Music from the Motion Picture Pulp Fiction is the soundtrack to Quentin Tarantino's 1994 film Pulp Fiction, released on September 27, 1994, by MCA Records. No traditional film score was commissioned for Pulp Fiction. The film contains a mix of American rock and roll, surf music, pop and soul. The soundtrack is equally untraditional, consisting of nine songs from the film, four tracks of dialogue snippets followed by a song, and three tracks of dialogue alone. Seven songs featured in the film were not included in the original 41-minute soundtrack.
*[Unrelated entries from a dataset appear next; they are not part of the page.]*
//! Starknet JSON-RPC 客户端
//!
//! 仅封装交易状态查询，用于 declare 之后的确认等待和 /tx-status 端点

use reqwest::Client;
use serde::{Deserialize, Serialize};
use std::time::Duration;
use thiserror::Error;
use tracing::debug;

/// JSON-RPC 错误码：交易哈希不存在
const TXN_HASH_NOT_FOUND: i64 = 29;

/// RPC 调用错误
#[derive(Debug, Error)]
pub enum RpcError {
    /// 网络错误
    #[error("Network error: {0}")]
    Network(#[from] reqwest::Error),
    /// 节点返回 JSON-RPC 错误
    #[error("RPC error {code}: {message}")]
    Rpc { code: i64, message: String },
    /// 响应既无 result 也无 error
    #[error("Invalid RPC response: {0}")]
    InvalidResponse(String),
}

/// 交易状态
#[derive(Clone, Debug, PartialEq, Eq, Serialize, Deserialize)]
pub struct TransactionStatus {
    pub finality_status: String,
    #[serde(default)]
    pub execution_status: Option<String>,
}

impl TransactionStatus {
    /// 节点尚未见到该交易
    pub fn not_found() -> Self {
        Self {
            finality_status: "NOT_RECEIVED".to_string(),
            execution_status: None,
        }
    }

    /// 已被 L2 或 L1 接受且执行成功
    pub fn is_accepted(&self) -> bool {
        matches!(
            self.finality_status.as_str(),
            "ACCEPTED_ON_L2" | "ACCEPTED_ON_L1"
        ) && !self.is_reverted()
    }

    pub fn is_reverted(&self) -> bool {
        self.execution_status.as_deref() == Some("REVERTED")
    }

    /// 终态失败：被拒绝或执行回滚
    pub fn is_failed(&self) -> bool {
        self.finality_status == "REJECTED" || self.is_reverted()
    }

    /// 简化的状态标签
    pub fn label(&self) -> &'static str {
        if self.is_reverted() {
            "reverted"
        } else if self.finality_status == "REJECTED" {
            "rejected"
        } else if self.is_accepted() {
            "accepted"
        } else if self.finality_status == "NOT_RECEIVED" {
            "not_found"
        } else {
            "pending"
        }
    }
}

#[derive(Serialize)]
struct RpcRequest<'a> {
    jsonrpc: &'static str,
    id: u64,
    method: &'static str,
    params: TxHashParams<'a>,
}

#[derive(Serialize)]
struct TxHashParams<'a> {
    transaction_hash: &'a str,
}

#[derive(Deserialize)]
struct RpcResponse {
    result: Option<TransactionStatus>,
    error: Option<RpcErrorBody>,
}

#[derive(Deserialize)]
struct RpcErrorBody {
    code: i64,
    message: String,
}

/// Starknet RPC 客户端，复用连接池
#[derive(Clone)]
pub struct StarknetRpcClient {
    client: Client,
    rpc_url: String,
}

impl StarknetRpcClient {
    pub fn new(rpc_url: impl Into<String>) -> Self {
        let client = Client::builder()
            .timeout(Duration::from_secs(15))
            .pool_max_idle_per_host(2)
            .build()
            .unwrap_or_else(|_| Client::new());

        Self {
            client,
            rpc_url: rpc_url.into(),
        }
    }

    /// 查询交易状态
    ///
    /// 节点返回 TXN_HASH_NOT_FOUND 时视为尚未接收，而不是错误
    pub async fn transaction_status(&self, tx_hash: &str) -> Result<TransactionStatus, RpcError> {
        let request = RpcRequest {
            jsonrpc: "2.0",
            id: 1,
            method: "starknet_getTransactionStatus",
            params: TxHashParams {
                transaction_hash: tx_hash,
            },
        };

        let response: RpcResponse = self
            .client
            .post(&self.rpc_url)
            .json(&request)
            .send()
            .await?
            .error_for_status()?
            .json()
            .await?;

        match (response.result, response.error) {
            (Some(status), _) => {
                debug!(
                    tx_hash = %tx_hash,
                    finality_status = %status.finality_status,
                    execution_status = ?status.execution_status,
                    "Fetched transaction status"
                );
                Ok(status)
            }
            (None, Some(err)) if err.code == TXN_HASH_NOT_FOUND => Ok(TransactionStatus::not_found()),
            (None, Some(err)) => Err(RpcError::Rpc {
                code: err.code,
                message: err.message,
            }),
            (None, None) => Err(RpcError::InvalidResponse(
                "missing both result and error".to_string(),
            )),
        }
    }
}

#[cfg(test)]
mod tests {
    use super::*;

    fn status(finality: &str, execution: Option<&str>) -> TransactionStatus {
        TransactionStatus {
            finality_status: finality.to_string(),
            execution_status: execution.map(str::to_string),
        }
    }

    #[test]
    fn test_status_labels() {
        assert_eq!(status("RECEIVED", None).label(), "pending");
        assert_eq!(status("ACCEPTED_ON_L2", Some("SUCCEEDED")).label(), "accepted");
        assert_eq!(status("ACCEPTED_ON_L1", Some("SUCCEEDED")).label(), "accepted");
        assert_eq!(status("ACCEPTED_ON_L2", Some("REVERTED")).label(), "reverted");
        assert_eq!(status("REJECTED", None).label(), "rejected");
        assert_eq!(TransactionStatus::not_found().label(), "not_found");
    }

    #[test]
    fn test_reverted_is_failed_not_accepted() {
        let reverted = status("ACCEPTED_ON_L2", Some("REVERTED"));
        assert!(reverted.is_failed());
        assert!(!reverted.is_accepted());
    }

    #[test]
    fn test_status_deserializes_without_execution_status() {
        let parsed: TransactionStatus =
            serde_json::from_str(r#"{"finality_status":"RECEIVED"}"#).unwrap();
        assert_eq!(parsed.execution_status, None);
    }

    #[test]
    fn test_request_shape() {
        let request = RpcRequest {
            jsonrpc: "2.0",
            id: 1,
            method: "starknet_getTransactionStatus",
            params: TxHashParams {
                transaction_hash: "0xabc",
            },
        };
        let json = serde_json::to_value(&request).unwrap();
        assert_eq!(json["params"]["transaction_hash"], "0xabc");
        assert_eq!(json["method"], "starknet_getTransactionStatus");
    }
}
The album reached  21 on the Billboard 200, while Urge Overkill's cover of the Neil Diamond song "Girl, You'll Be a Woman Soon" peaked at No. 59 on the Billboard Hot 100.

Composition
Tarantino used an eclectic assortment of songs by various artists. Notable songs include Dick Dale's now-iconic rendition of "Misirlou", which is played during the opening credits. Tarantino chose surf music for the basic score of the film because, "it just seems like rock 'n' roll Ennio Morricone music, rock 'n' roll spaghetti Western music."

Many of the songs on the soundtrack were suggested to Tarantino by musician Boyd Rice through their mutual friend Allison Anders, including Dick Dale's "Misirlou". Other songs were suggested to Tarantino by his friends Chuck Kelley and Laura Lovelace, who were credited as music consultants. Lovelace also appeared in the film as Laura the waitress.

In addition to the surf-rock rendition of "Misirlou", other notable songs include "Jungle Boogie" by Kool & the Gang, Dusty Springfield's version of "Son of a Preacher Man", "Flowers on the Wall" by the Statler Brothers and "Bustin' Surfboards" by The Tornadoes, from 1962, which had been one of the first instrumental surf songs to hit the United States music charts after notables such as "Walk--Don't Run" by the Ventures.

Excerpts of dialogue include Jules' "Ezekiel 25:17" speech and the "Royale with Cheese" exchange between Jules and Vincent.

A two-disc collector's edition of the album was issued in 2002—the first disc contained the songs, including four additional tracks; and the second disc was a spoken-word interview with Tarantino.

Woody Thorne's 1961 song "Teenagers in Love" and Link Wray's 1965 single "Rumble" are two of the three songs missing from the collector's edition soundtrack. The last song is unique to the film: it is Ricky Nelson's "Waitin' in School" as performed by actor Gary Shorelle, which plays as Vincent and Mia enter Jackrabbit Slim's.

Influence 
The soundtrack reached No. 21 on the Billboard 200, and at the time, was certified platinum by the Canadian Recording Industry Association (CRIA), denoting shipments in excess of 100,000 units in Canada. By September 1995, the album had sold over 1.6 million copies in the United States, and by April 1996, sales stood at two million units.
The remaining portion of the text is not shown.